Auf den Feldern, die sich rechts und links von der Straße in sanften Wellenlinien hinzogen, war über Nacht jede Spur des gefallenen Schnees verschwunden, denn der Sturm, der noch immer kräftig blies, hatte seine Richtung verändert und führte zum erstenmal einen warmen Atem mit sich. Er hatte das bleierne, festgeschlossene Grau, das gestern den Hochblick in die Lüfte verwehrt, mit Gewalt zerrissen und jagte es zu ballendem Gewölk zusammen, das unter dem sonnig blauen Himmel vereinzelt einhersegelte.

Die grüne Wintersaat war sichtbar geworden, und wenn sie auch nur erst einer kargen, braungrünen Narbe glich, da der lange, harte Winter ihre Entwicklung zurückgehalten, so wirkten diese breiten, grünen Streifen zwischen den dunklen Feldern voll feuchter Erdschollen doch wie eine Verheißung; war die Frühlingswitterung in der Natur auch noch so dürftig und frostig, es war aber doch eine Witterung.

Das empfanden die beiden im Wagen wohl, denn es war ihnen, als zöge hier draußen etwas mehr Mut in ihre Seele.

Beim Tagesgrauen, nach schlummerloser Nacht, hatten sie sich erhoben, bleich, hastig, frierend waren sie sich begegnet, und scheu, wie zu einer Flucht, miteinander in den Wagen gestiegen. Frau Steinbrück, die mit der ihr eigenen staunenswerten Elastizität schon auf und ganz frisch war, hatte Irene selbst mit mütterlicher Sorgfalt eingepackt und dabei immerfort versichert, daß ihr eigenes Befinden ihr diese Fahrt keineswegs erlaubt hätte – abgesehen von allem andern.

Nachdem sie die Stadt weit hinter sich gelassen, nahm Fribo mit einer ehrerbietigen Zurückhaltung Irenens Hand, küßte sie förmlich und sprach:

»Darf ich Ihnen danken?«

»Ich erfülle nur eine Pflicht der Barmherzigkeit,« murmelte Irene.

»Sie haben aber gesehen, daß meine Mutter hier nicht das Vorhandensein einer Pflicht anerkannte,« sprach er gedrückt, »aber bitte, denken Sie deshalb nicht, daß sie eine herzlose Frau ist.«

»Nein,« rief Irene lebhaft, »das weiß ich längst. Sie ist nur von einer anderen Art und kann deshalb Signe und ihr Elend nicht begreifen. Und Bedürfnisse, die man nicht begreift, erkennt man selten als berechtigt an. Das liegt so im Menschen. Das eigene Ich ist für jeden das Normale, was davon abweicht, erscheint den meisten gleich als fehlerhaft.«

»Und Tom ist von seiner Mutter Art,« fügte Fribo seufzend hinzu. »Er ist, genau genommen, völlig schuldlos an Signes Geschick; wird man einen guten, derben Bauernjungen einen Mörder schelten, weil er eine Lilie in ungeeigneten Boden verpflanzte, wo sie eingehen muß?«

»Wie wird Tom die Nachricht ertragen?« fragte Irene. Hierüber hatte sie sich auf keine Weise ein klares Bild machen können.

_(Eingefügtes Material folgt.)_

//! Current-weather lookup against the `OpenMeteo` services

pub mod lookup;
pub mod open_meteo;

pub use lookup::{DEFAULT_CACHE_TTL, WeatherLookup};
pub use open_meteo::{CurrentBlock, GeocodingMatch, OpenMeteoEndpoints};
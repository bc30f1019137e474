//! Configuration management for the weather service
//!
//! Handles loading configuration from a TOML file and environment variables,
//! and validates every setting before the service starts.

use anyhow::{Context, Result, anyhow};
use config::{Config, Environment, File};
use serde::{Deserialize, Serialize};
use std::path::PathBuf;
use std::time::Duration;

/// Environment variable naming the configuration file
pub const CONFIG_PATH_VAR: &str = "CLIMA_CONFIG";

/// Root configuration structure
#[derive(Debug, Clone, Default, PartialEq, Serialize, Deserialize)]
pub struct AppConfig {
    /// HTTP listener
    #[serde(default)]
    pub server: ServerConfig,
    /// `OpenMeteo` endpoints and request settings
    #[serde(default)]
    pub upstream: UpstreamConfig,
    /// Result cache
    #[serde(default)]
    pub cache: CacheConfig,
    /// Logging output
    #[serde(default)]
    pub logging: LoggingConfig,
}

#[derive(Debug, Clone, PartialEq, Serialize, Deserialize)]
pub struct ServerConfig {
    #[serde(default = "default_host")]
    pub host: String,
    #[serde(default = "default_port")]
    pub port: u16,
}

#[derive(Debug, Clone, PartialEq, Serialize, Deserialize)]
pub struct UpstreamConfig {
    /// Geocoding search endpoint
    #[serde(default = "default_geocoding_url")]
    pub geocoding_url: String,
    /// Forecast endpoint
    #[serde(default = "default_forecast_url")]
    pub forecast_url: String,
    /// Request timeout in seconds, applied to each upstream call
    #[serde(default = "default_timeout")]
    pub timeout_seconds: u32,
    /// Language of the place names returned by the geocoder
    #[serde(default = "default_language")]
    pub language: String,
    /// Timezone the forecast reports local times in
    #[serde(default = "default_timezone")]
    pub timezone: String,
}

#[derive(Debug, Clone, Copy, PartialEq, Eq, Serialize, Deserialize)]
#[serde(rename_all = "lowercase")]
pub enum CacheBackend {
    /// fjall database on disk
    Persistent,
    /// In-process map
    Memory,
}

#[derive(Debug, Clone, PartialEq, Serialize, Deserialize)]
pub struct CacheConfig {
    #[serde(default = "default_cache_backend")]
    pub backend: CacheBackend,
    /// Database directory for the persistent backend
    #[serde(default = "default_cache_location")]
    pub location: String,
    /// Lifetime of a cached result in seconds
    #[serde(default = "default_cache_ttl")]
    pub ttl_seconds: u64,
    /// Upper bound on results held by the memory backend
    #[serde(default = "default_cache_max_entries")]
    pub max_entries: u64,
}

#[derive(Debug, Clone, PartialEq, Serialize, Deserialize)]
pub struct LoggingConfig {
    /// Log level (error, warn, info, debug, trace)
    #[serde(default = "default_log_level")]
    pub level: String,
    /// Log format (pretty or compact)
    #[serde(default = "default_log_format")]
    pub format: String,
}

// Default value functions
fn default_host() -> String {
    "0.0.0.0".to_string()
}

fn default_port() -> u16 {
    8080
}

fn default_geocoding_url() -> String {
    "https://geocoding-api.open-meteo.com/v1/search".to_string()
}

fn default_forecast_url() -> String {
    "https://api.open-meteo.com/v1/forecast".to_string()
}

fn default_timeout() -> u32 {
    5
}

fn default_language() -> String {
    "pt".to_string()
}

fn default_timezone() -> String {
    "America/Sao_Paulo".to_string()
}

fn default_cache_backend() -> CacheBackend {
    CacheBackend::Persistent
}

fn default_cache_location() -> String {
    "weather_cache".to_string()
}

fn default_cache_ttl() -> u64 {
    600
}

fn default_cache_max_entries() -> u64 {
    10_000
}

fn default_log_level() -> String {
    "info".to_string()
}

fn default_log_format() -> String {
    "compact".to_string()
}

impl Default for ServerConfig {
    fn default() -> Self {
        Self {
            host: default_host(),
            port: default_port(),
        }
    }
}

impl Default for UpstreamConfig {
    fn default() -> Self {
        Self {
            geocoding_url: default_geocoding_url(),
            forecast_url: default_forecast_url(),
            timeout_seconds: default_timeout(),
            language: default_language(),
            timezone: default_timezone(),
        }
    }
}

impl Default for CacheConfig {
    fn default() -> Self {
        Self {
            backend: default_cache_backend(),
            location: default_cache_location(),
            ttl_seconds: default_cache_ttl(),
            max_entries: default_cache_max_entries(),
        }
    }
}

impl Default for LoggingConfig {
    fn default() -> Self {
        Self {
            level: default_log_level(),
            format: default_log_format(),
        }
    }
}

impl UpstreamConfig {
    #[must_use]
    pub fn timeout(&self) -> Duration {
        Duration::from_secs(self.timeout_seconds.into())
    }
}

impl CacheConfig {
    #[must_use]
    pub fn ttl(&self) -> Duration {
        Duration::from_secs(self.ttl_seconds)
    }
}

impl AppConfig {
    /// Load configuration from `$CLIMA_CONFIG` (or `config.toml`) and the environment
    pub fn load() -> Result<Self> {
        Self::load_from_path(std::env::var_os(CONFIG_PATH_VAR).map(PathBuf::from))
    }

    /// Load configuration from specified path
    pub fn load_from_path(config_path: Option<PathBuf>) -> Result<Self> {
        let mut builder = Config::builder();

        let config_file = config_path.unwrap_or_else(|| PathBuf::from("config.toml"));

        if config_file.exists() {
            builder = builder.add_source(
                File::from(config_file.clone())
                    .required(false)
                    .format(config::FileFormat::Toml),
            );
        }

        // Environment overrides, e.g. CLIMA_SERVER__PORT=9000
        builder = builder.add_source(
            Environment::with_prefix("CLIMA")
                .prefix_separator("_")
                .separator("__")
                .try_parsing(true),
        );

        let settings = builder
            .build()
            .with_context(|| "Failed to build configuration")?;

        let config: AppConfig = settings
            .try_deserialize()
            .with_context(|| "Failed to deserialize configuration")?;

        config.validate()?;

        Ok(config)
    }

    /// Validate all configuration settings
    pub fn validate(&self) -> Result<()> {
        self.validate_numeric_ranges()?;
        self.validate_string_values()?;
        Ok(())
    }

    fn validate_numeric_ranges(&self) -> Result<()> {
        if self.upstream.timeout_seconds == 0 || self.upstream.timeout_seconds > 300 {
            return Err(anyhow!(
                "Upstream timeout must be between 1 and 300 seconds, got {}",
                self.upstream.timeout_seconds
            ));
        }

        if self.cache.ttl_seconds == 0 || self.cache.ttl_seconds > 86_400 {
            return Err(anyhow!(
                "Cache TTL must be between 1 and 86400 seconds, got {}",
                self.cache.ttl_seconds
            ));
        }

        if self.cache.max_entries == 0 {
            return Err(anyhow!("Cache max_entries must be at least 1"));
        }

        Ok(())
    }

    fn validate_string_values(&self) -> Result<()> {
        let valid_log_levels = ["error", "warn", "info", "debug", "trace"];
        if !valid_log_levels.contains(&self.logging.level.as_str()) {
            return Err(anyhow!(
                "Invalid log level '{}'. Must be one of: {}",
                self.logging.level,
                valid_log_levels.join(", ")
            ));
        }

        let valid_log_formats = ["pretty", "compact"];
        if !valid_log_formats.contains(&self.logging.format.as_str()) {
            return Err(anyhow!(
                "Invalid log format '{}'. Must be one of: {}",
                self.logging.format,
                valid_log_formats.join(", ")
            ));
        }

        for (name, url) in [
            ("geocoding", &self.upstream.geocoding_url),
            ("forecast", &self.upstream.forecast_url),
        ] {
            if !url.starts_with("http://") && !url.starts_with("https://") {
                return Err(anyhow!("The {name} URL must be a valid HTTP or HTTPS URL"));
            }
        }

        if self.upstream.language.trim().is_empty() || self.upstream.timezone.trim().is_empty() {
            return Err(anyhow!("Upstream language and timezone cannot be empty"));
        }

        if self.cache.backend == CacheBackend::Persistent && self.cache.location.trim().is_empty() {
            return Err(anyhow!("A persistent cache needs a location"));
        }

        Ok(())
    }
}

»Tom? – Wenn Signe mit uns zurückkehrt, wird sie noch viel unglücklicher werden als vordem und noch weniger Liebe erfahren. Bleibt sie fern und nimmt ein früher Tod sie hinweg, was ich seit langem fürchte, dann wird er sie heiß und aufrichtig beweinen – wochenlang, nach Monden sich zwingen, manchmal voll Wehmut ihrer zu gedenken, und nach einem Jahr sich wieder verheiraten, wahrscheinlich mit einer robusten, munteren, prosaischen Frau.«

Er sagte das alles weder bitter, noch traurig, sondern so, wie man unabänderliche Verhältnisse bestätigt.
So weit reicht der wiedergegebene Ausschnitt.